How smart a lash that speech doth give my conscience!
The harlot's cheek, beautied with plastering art,
Is not more ugly to the thing that helps it
Than is my deed to my most painted word:
O heavy burden!

Pol.
I hear him coming: let's withdraw, my lord.

(Exeunt King and Polonius.)

(Enter Hamlet.)

Ham.
To be, or not to be,--that is the question:--
Whether 'tis nobler in the mind to suffer
The slings and arrows of outrageous fortune
Or to take arms against a sea of troubles,
And by opposing end them?--To die,--to sleep,--
No more; and by a sleep to say we end
The heartache, and the thousand natural shocks
That flesh is heir to,--'tis a consummation
Devoutly to be wish'd. To die,--to sleep;--
To sleep! perchance to dream:--ay, there's the rub;
For in that sleep of death what dreams may come,
When we have shuffled off this mortal coil,
Must give us pause: there's the respect
That makes calamity of so long life;
For who would bear the whips and scorns of time,
The oppressor's wrong, the proud man's contumely,
The pangs of despis'd love, the law's delay,
The insolence of office, and the spurns
That patient merit of the unworthy takes,
When he himself might his quietus make
With a bare bodkin? who would these fardels bear,
To grunt and sweat under a weary life,
But that the dread of something after death,--
The undiscover'd country, from whose bourn
No traveller returns,--puzzles the will,
And makes us rather bear those ills we have
Than fly to others that we know not of?
Thus conscience does make cowards of us all;
And thus the native hue of resolution
Is sicklied o'er with the pale cast of thought;
And enterprises of great pith and moment,
With this regard, their currents turn awry,
And lose the name of action.--Soft you now!
The fair Ophelia!--Nymph, in thy orisons
Be all my sins remember'd.

Oph.
Good my lord,
How does your honour for this many a day?

Ham.
I humbly thank you; well, well, well.

Oph.
My lord, I have remembrances of yours
That I have longed long to re-deliver.
I pray you, now receive them.

Ham.
No, not I;
I never gave you aught.

Oph.
My honour'd lord, you know right well you did;
And with them words of so sweet breath compos'd
As made the things more rich; their perfume lost,
Take these again; for to the noble mind
Rich gifts wax poor when givers prove unkind.
There, my lord.

Ham.
Ha, ha! are you honest?

Oph.
My lord?

Ham.
Are you fair?

Oph.
What means your lordship?

Ham.
That if you be honest and fair, your honesty should admit no
discourse to your beauty.

Oph.
Could beauty, my lord, have better commerce than with honesty?

Ham.
Ay, truly; for the power of beauty will sooner transform
honesty from what it is to a bawd than the force of honesty can
translate beauty into his likeness: this was sometime a paradox,
but now the time gives it proof.
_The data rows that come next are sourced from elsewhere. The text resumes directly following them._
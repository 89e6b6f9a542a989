//! Postgres ledger tests.
//!
//! These run the guarded SQL updates against a real database. They are
//! ignored by default; run them with
//! `DATABASE_URL=postgres://... cargo test --test postgres_ledger -- --ignored`.

use std::sync::Arc;

use sqlx::postgres::PgPoolOptions;
use sqlx::PgPool;
use uuid::Uuid;

use publish_entitlements::adapters::postgres::PostgresGrantStore;
use publish_entitlements::domain::catalog::{Plan, PlanKind, PlanTerms, Price};
use publish_entitlements::domain::foundation::{Timestamp, UserId};
use publish_entitlements::domain::grant::{Grant, GrantUsage};
use publish_entitlements::domain::lifecycle::{ResetBoundary, UsageWindow};
use publish_entitlements::ports::{GrantRepository, ResetOutcome, UsageLedger};

async fn pool() -> Option<PgPool> {
    let url = std::env::var("DATABASE_URL").ok()?;
    let pool = PgPoolOptions::new()
        .max_connections(8)
        .connect(&url)
        .await
        .expect("connect to DATABASE_URL");
    sqlx::migrate!("./migrations")
        .run(&pool)
        .await
        .expect("apply migrations");
    Some(pool)
}

/// Inserts a catalog row for `terms` under a unique name and returns the plan.
async fn seed_plan(pool: &PgPool, terms: PlanTerms) -> Plan {
    let name = format!("ledger-{}", Uuid::new_v4());
    let plan = Plan::new(&name, Price::new(900, "USD").unwrap(), 30, terms).unwrap();
    let (weekly, monthly, credits) = match &plan.terms {
        PlanTerms::Subscription {
            weekly_limit,
            monthly_limit,
        } => (Some(*weekly_limit as i32), Some(*monthly_limit as i32), None),
        PlanTerms::Package { total_credits } => (None, None, Some(*total_credits as i32)),
    };

    sqlx::query(
        r#"
        INSERT INTO plans (id, kind, name, price_cents, currency, duration_days,
                           weekly_limit, monthly_limit, total_credits)
        VALUES ($1, $2, $3, $4, $5, $6, $7, $8, $9)
        "#,
    )
    .bind(plan.id.as_uuid())
    .bind(plan.terms.kind().as_str())
    .bind(&plan.name)
    .bind(plan.price.amount_cents())
    .bind(plan.price.currency())
    .bind(plan.duration_days as i32)
    .bind(weekly)
    .bind(monthly)
    .bind(credits)
    .execute(pool)
    .await
    .expect("insert plan");

    plan
}

async fn active_grant(store: &PostgresGrantStore, plan: &Plan, now: Timestamp) -> Grant {
    let user = UserId::new(format!("pg-{}", Uuid::new_v4())).unwrap();
    let mut grant = Grant::issue(plan, user, None, now).unwrap();
    store.save(&grant).await.unwrap();
    grant.activate(now).unwrap();
    assert!(store.activate(&grant).await.unwrap().activated);
    grant
}

#[tokio::test(flavor = "multi_thread", worker_threads = 4)]
#[ignore = "requires DATABASE_URL"]
async fn concurrent_debits_never_exceed_package_credits() {
    let Some(pool) = pool().await else { return };
    let store = Arc::new(PostgresGrantStore::new(pool.clone()));
    let now = Timestamp::now();
    let plan = seed_plan(&pool, PlanTerms::Package { total_credits: 3 }).await;
    let grant = active_grant(&store, &plan, now).await;

    let tasks: Vec<_> = (0..8)
        .map(|_| {
            let store = store.clone();
            let id = grant.id;
            tokio::spawn(async move { store.try_debit(&id, PlanKind::Package, now).await })
        })
        .collect();

    let mut debited = 0;
    for task in tasks {
        if task.await.unwrap().unwrap() {
            debited += 1;
        }
    }
    assert_eq!(debited, 3);

    let stored = store.find_by_id(&grant.id).await.unwrap().unwrap();
    match stored.usage {
        GrantUsage::Package(usage) => {
            assert_eq!(usage.used_credits(), 3);
            assert_eq!(usage.remaining(), 0);
        }
        other => panic!("expected package usage, got {other:?}"),
    }
}

#[tokio::test(flavor = "multi_thread", worker_threads = 4)]
#[ignore = "requires DATABASE_URL"]
async fn debit_refuses_wrong_kind_and_lapsed_grants() {
    let Some(pool) = pool().await else { return };
    let store = PostgresGrantStore::new(pool.clone());
    let now = Timestamp::now();
    let plan = seed_plan(&pool, PlanTerms::Package { total_credits: 5 }).await;
    let grant = active_grant(&store, &plan, now).await;

    assert!(!store
        .try_debit(&grant.id, PlanKind::Subscription, now)
        .await
        .unwrap());

    let after_window = now.checked_add_days(31).unwrap();
    assert!(!store
        .try_debit(&grant.id, PlanKind::Package, after_window)
        .await
        .unwrap());

    let stored = store.find_by_id(&grant.id).await.unwrap().unwrap();
    match stored.usage {
        GrantUsage::Package(usage) => assert_eq!(usage.used_credits(), 0),
        other => panic!("expected package usage, got {other:?}"),
    }
}

#[tokio::test(flavor = "multi_thread", worker_threads = 4)]
#[ignore = "requires DATABASE_URL"]
async fn weekly_reset_applies_once_per_boundary() {
    let Some(pool) = pool().await else { return };
    let store = PostgresGrantStore::new(pool.clone());
    let now = Timestamp::now();
    let plan = seed_plan(
        &pool,
        PlanTerms::Subscription {
            weekly_limit: 5,
            monthly_limit: 20,
        },
    )
    .await;
    let grant = active_grant(&store, &plan, now).await;
    for _ in 0..2 {
        assert!(store
            .try_debit(&grant.id, PlanKind::Subscription, now)
            .await
            .unwrap());
    }

    let boundary = ResetBoundary {
        window: UsageWindow::Weekly,
        starts_at: now,
        key: format!("weekly:test-{}", Uuid::new_v4()),
    };

    let first = store.reset_usage(&boundary).await.unwrap();
    assert!(matches!(first, ResetOutcome::Applied { grants_reset } if grants_reset >= 1));
    assert_eq!(
        store.reset_usage(&boundary).await.unwrap(),
        ResetOutcome::AlreadyApplied
    );

    let stored = store.find_by_id(&grant.id).await.unwrap().unwrap();
    match stored.usage {
        GrantUsage::Subscription(usage) => {
            assert_eq!(usage.weekly_used(), 0);
            assert_eq!(usage.monthly_used(), 2);
        }
        other => panic!("expected subscription usage, got {other:?}"),
    }
}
I did love you once.

Oph.
Indeed, my lord, you made me believe so.

Ham.
You should not have believ'd me; for virtue cannot so
inoculate our old stock but we shall relish of it: I loved you
not.

Oph.
I was the more deceived.

Ham.
Get thee to a nunnery: why wouldst thou be a breeder of
sinners? I am myself indifferent honest; but yet I could accuse
me of such things that it were better my mother had not borne me:
I am very proud, revengeful, ambitious; with more offences at my
beck than I have thoughts to put them in, imagination to give
them shape, or time to act them in. What should such fellows as I
do crawling between earth and heaven? We are arrant knaves, all;
believe none of us. Go thy ways to a nunnery. Where's your
father?

Oph.
At home, my lord.

Ham.
Let the doors be shut upon him, that he may play the fool
nowhere but in's own house. Farewell.

Oph.
O, help him, you sweet heavens!

Ham.
If thou dost marry, I'll give thee this plague for thy dowry,--
be thou as chaste as ice, as pure as snow, thou shalt not escape
calumny. Get thee to a nunnery, go: farewell. Or, if thou wilt
needs marry, marry a fool; for wise men know well enough what
monsters you make of them. To a nunnery, go; and quickly too.
Farewell.

Oph.
O heavenly powers, restore him!

Ham.
I have heard of your paintings too, well enough; God hath
given you one face, and you make yourselves another: you jig, you
amble, and you lisp, and nickname God's creatures, and make your
wantonness your ignorance. Go to, I'll no more on't; it hath made
me mad. I say, we will have no more marriages: those that are
married already, all but one, shall live; the rest shall keep as
they are. To a nunnery, go.

(Exit.)

Oph.
O, what a noble mind is here o'erthrown!
The courtier's, scholar's, soldier's, eye, tongue, sword,
The expectancy and rose of the fair state,
The glass of fashion and the mould of form,
The observ'd of all observers,--quite, quite down!
And I, of ladies most deject and wretched
That suck'd the honey of his music vows,
Now see that noble and most sovereign reason,
Like sweet bells jangled, out of tune and harsh;
That unmatch'd form and feature of blown youth
Blasted with ecstasy: O, woe is me,
To have seen what I have seen, see what I see!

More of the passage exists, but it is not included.